Effectively, yes. Bitcoin's block subsidy halves approximately every four years. By the early 2030s, the annual inflation rate will be below 0.2%. The final satoshi is expected to be mined around the year 2140, after which no new BTC will enter circulation. However, lost coins (estimated at 3 to 4 million BTC) mean the effective supply is already declining.
What is the stock-to-flow ratio for Bitcoin?
Bitcoin's stock-to-flow ratio is approximately 120 following the 2024 halving, meaning it would take 120 years of current production to replicate the existing supply. This exceeds gold's S2F ratio of roughly 58. After the 2028 halving, Bitcoin's S2F will rise to approximately 240. See the Bitcoin supply calculator for current issuance metrics.
How much purchasing power has the US dollar lost?
According to BLS CPI-U data, a dollar in 2010 was worth approximately 67.7 cents in 2025 purchasing power terms. $100 in 2010 requires about $148 to buy the same goods in 2025. The erosion accelerated between 2020 and 2023, when cumulative CPI inflation exceeded 18% in just three years.
Does Bitcoin's low inflation rate mean its price will go up?
Not necessarily. Supply inflation is one factor in price, but demand, regulatory developments, macroeconomic conditions, and market sentiment all play significant roles. Bitcoin has experienced drawdowns exceeding 70% from cycle highs despite its declining inflation rate. Low supply inflation creates scarcity, but scarcity alone does not guarantee price appreciation.
How does M2 money supply growth differ from CPI inflation?
M2 measures the total money supply (cash, checking, savings, money market funds), while CPI measures the price change of a consumer goods basket. M2 can grow much faster than CPI because new money may flow into asset prices (stocks, real estate) rather than consumer goods. US M2 grew 168% from 2010 to 2026, while cumulative CPI over the same period was roughly 48%. The gap reflects monetary expansion that does not fully appear in official inflation statistics.

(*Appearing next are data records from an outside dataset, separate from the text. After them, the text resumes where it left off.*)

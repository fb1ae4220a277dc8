//! Classify a recovered secret as a date in one of the known layouts.

use std::fmt;

use crate::calendar::{CalendarOffset, DateSpec, SerializationFormat, MAX_YEAR, MIN_YEAR};

/// Eight-digit layouts tried, most common first.
const FULL_YEAR_FORMATS: [SerializationFormat; 3] = [
    SerializationFormat::YearMonthDay,
    SerializationFormat::DayMonthYear,
    SerializationFormat::MonthDayYear,
];

const CALENDARS: [CalendarOffset; 2] = [CalendarOffset::GREGORIAN, CalendarOffset::BUDDHIST];

/// One plausible reading of a secret as a date.
#[derive(Debug, Clone, Copy, PartialEq, Eq)]
pub struct DateReading {
    pub format: SerializationFormat,
    pub calendar: CalendarOffset,
    /// Gregorian date the secret encodes.
    pub date: DateSpec,
}

impl fmt::Display for DateReading {
    fn fmt(&self, f: &mut fmt::Formatter<'_>) -> fmt::Result {
        if self.calendar == CalendarOffset::GREGORIAN {
            write!(f, "{} {}", self.format, self.date)
        } else {
            write!(
                f,
                "{} {:02}/{:02}/{:04} ({}) = {} (Gregorian)",
                self.format,
                self.date.day(),
                self.date.month(),
                self.calendar.apply(self.date.year()),
                self.calendar.label(),
                self.date
            )
        }
    }
}

#[derive(Debug, Clone, PartialEq, Eq)]
pub enum SecretShape {
    /// Valid date in at least one layout; never empty.
    Date(Vec<DateReading>),
    Numeric { digits: usize },
    Other { chars: usize },
}

impl fmt::Display for SecretShape {
    fn fmt(&self, f: &mut fmt::Formatter<'_>) -> fmt::Result {
        match self {
            SecretShape::Date(readings) => {
                write!(f, "date")?;
                for reading in readings {
                    write!(f, "\n  {}", reading)?;
                }
                Ok(())
            }
            SecretShape::Numeric { digits } => write!(f, "{}-digit number", digits),
            SecretShape::Other { chars } => write!(f, "non-numeric, {} characters", chars),
        }
    }
}

pub fn describe(secret: &str) -> SecretShape {
    let digits = secret.len();
    if digits == 0 || !secret.bytes().all(|b| b.is_ascii_digit()) {
        return SecretShape::Other { chars: secret.chars().count() };
    }
    if digits != 8 {
        return SecretShape::Numeric { digits };
    }

    let readings: Vec<DateReading> = FULL_YEAR_FORMATS
        .iter()
        .flat_map(|&format| CALENDARS.iter().filter_map(move |&calendar| read(secret, format, calendar)))
        .collect();

    if readings.is_empty() {
        SecretShape::Numeric { digits }
    } else {
        SecretShape::Date(readings)
    }
}

fn read(secret: &str, format: SerializationFormat, calendar: CalendarOffset) -> Option<DateReading> {
    let num = |range: std::ops::Range<usize>| secret.get(range)?.parse::<u32>().ok();
    let (day, month, year) = match format {
        SerializationFormat::YearMonthDay => (num(6..8)?, num(4..6)?, num(0..4)?),
        SerializationFormat::DayMonthYear => (num(0..2)?, num(2..4)?, num(4..8)?),
        SerializationFormat::MonthDayYear => (num(2..4)?, num(0..2)?, num(4..8)?),
        _ => return None,
    };

    let gregorian = year as i32 - calendar.years();
    if !(MIN_YEAR..=MAX_YEAR).contains(&gregorian) {
        return None;
    }
    let date = DateSpec::new(day, month, gregorian)?;
    Some(DateReading { format, calendar, date })
}

#[cfg(test)]
mod tests {
    use super::*;

    fn readings(secret: &str) -> Vec<DateReading> {
        match describe(secret) {
            SecretShape::Date(r) => r,
            other => panic!("{} read as {:?}", secret, other),
        }
    }

    #[test]
    fn gregorian_day_month_year() {
        let r = readings("15081990");
        assert_eq!(r.len(), 1);
        assert_eq!(r[0].format, SerializationFormat::DayMonthYear);
        assert_eq!(r[0].calendar, CalendarOffset::GREGORIAN);
        assert_eq!(r[0].date, DateSpec::new(15, 8, 1990).unwrap());
    }

    #[test]
    fn buddhist_year_maps_back() {
        let r = readings("25330815");
        assert_eq!(r[0].format, SerializationFormat::YearMonthDay);
        assert_eq!(r[0].calendar, CalendarOffset::BUDDHIST);
        assert_eq!(r[0].date.year(), 1990);
        assert!(r[0].to_string().contains("15/08/2533 (Buddhist) = 15/08/1990"));
    }

    #[test]
    fn ambiguous_layouts_are_all_listed() {
        // 01/02/2000 reads as both day-month and month-day.
        let r = readings("01022000");
        let formats: Vec<_> = r.iter().map(|r| r.format).collect();
        assert!(formats.contains(&SerializationFormat::DayMonthYear));
        assert!(formats.contains(&SerializationFormat::MonthDayYear));
    }

    #[test]
    fn invalid_dates_are_plain_numbers() {
        assert_eq!(describe("99999999"), SecretShape::Numeric { digits: 8 });
        assert_eq!(describe("30022001"), SecretShape::Numeric { digits: 8 });
        assert_eq!(describe("150890"), SecretShape::Numeric { digits: 6 });
    }

    #[test]
    fn non_numeric() {
        assert_eq!(describe("hunter2"), SecretShape::Other { chars: 7 });
        assert_eq!(describe(""), SecretShape::Other { chars: 0 });
    }
}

This tool is for informational purposes only and does not constitute financial advice. Inflation data is sourced from the US Bureau of Labor Statistics, Eurostat, the Office for National Statistics (UK), and the Statistics Bureau of Japan. M2 and balance sheet data is from the Federal Reserve, ECB, and BOJ. Bitcoin supply metrics are calculated from protocol parameters. All figures are approximate and subject to revision. Always verify current data before making financial decisions.